To the Romans, Chinese silk was an exotic marvel. It was seen as luxurious, mysterious, and even morally dubious. The Roman Senate passed laws banning men from wearing silk, and Seneca the Younger declared: “I can see clothes of silk, if materials that do not hide the body, nor even one’s decency, can be called clothes... Wretched flocks of maids labour so that the adulteress may be visible through her thin dress…” (Declamations Vol. I)
The Chinese imperial court imposed strict penalties for those who attempted to smuggle silkworms or mulberry seeds. For centuries, the secret held. But in the sixth century AD, Byzantine monks smuggled silkworm eggs back to Constantinople in hollow bamboo canes. From there, sericulture spread across the Mediterranean and into Europe.
Porcelain
Perfected during the Tang and Song dynasties and elevated to an art in the Ming and Qing periods, Chinese porcelain dazzled foreign visitors. Smooth, durable, and impossibly delicate, it was created by firing fine clay at extreme temperatures. To Europeans, it seemed otherworldly. They called it "china."

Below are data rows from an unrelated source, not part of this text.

//! Helper module to check an entry's length and CRC32 as it's read
//!
//! Borrowed from zip-rs:
//! <https://github.com/mvdnes/zip-rs/commit/b3c836d9c32efa120cdd5366280f940d3c3b985c>

use std::io;
use std::io::prelude::*;

use crc32fast::Hasher;

/// Reader that validates the length and CRC32 when it reaches the EOF.
pub struct Crc32Reader<R> {
    inner: R,
    hasher: Hasher,
    provided_checksum: u32,
    expected_size: u64,
    count: u64,
}

impl<R> Crc32Reader<R> {
    pub fn new(inner: R, provided_checksum: u32, expected_size: u64) -> Crc32Reader<R> {
        Crc32Reader {
            inner,
            hasher: Hasher::new(),
            provided_checksum,
            expected_size,
            count: 0,
        }
    }

    /// Returns true if the final checksum matches the one provided by `new()`
    fn check_matches(&self) -> bool {
        self.provided_checksum == self.hasher.clone().finalize()
    }
}

impl<R: Read> Read for Crc32Reader<R> {
    fn read(&mut self, buf: &mut [u8]) -> io::Result<usize> {
        let count = match self.inner.read(buf) {
            Ok(0) if !buf.is_empty() && self.count < self.expected_size => {
                return Err(io::Error::new(
                    io::ErrorKind::UnexpectedEof,
                    format!(
                        "Entry ended after {} of {} bytes",
                        self.count, self.expected_size
                    ),
                ))
            }
            Ok(0) if !buf.is_empty() && !self.check_matches() => {
                return Err(io::Error::new(io::ErrorKind::InvalidData, "Invalid checksum"))
            }
            Ok(n) => n,
            Err(e) => return Err(e),
        };
        self.hasher.update(&buf[0..count]);
        self.count += count as u64;
        Ok(count)
    }
}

Porcelain became a cornerstone of China's export economy from the 14th century onward. Monarchs like Louis XIV and Augustus the Strong collected it obsessively. Yet for centuries, European potters failed to replicate it. Only in 1708 did Johann Friedrich Böttger in Meissen, Germany, succeed in producing hard-paste porcelain.
The Global Leaf
Tea drinking began in China as early as the Shang dynasty, evolving into a cultural ritual by the Tang era. The Lu Yu’s book, The Tea Classic (8th century) made it a symbol of refinement. When tea reached Europe in the 17th century, it rapidly became an obsession, particularly in Britain.
The trade imbalance caused by all the silver flowing east for Chinese tea, led Britain to export Indian opium to China, culminating in the Opium Wars (1839–42, 1856–60). But by the mid-19th century, British botanists had smuggled tea plants to India, breaking China's monopoly.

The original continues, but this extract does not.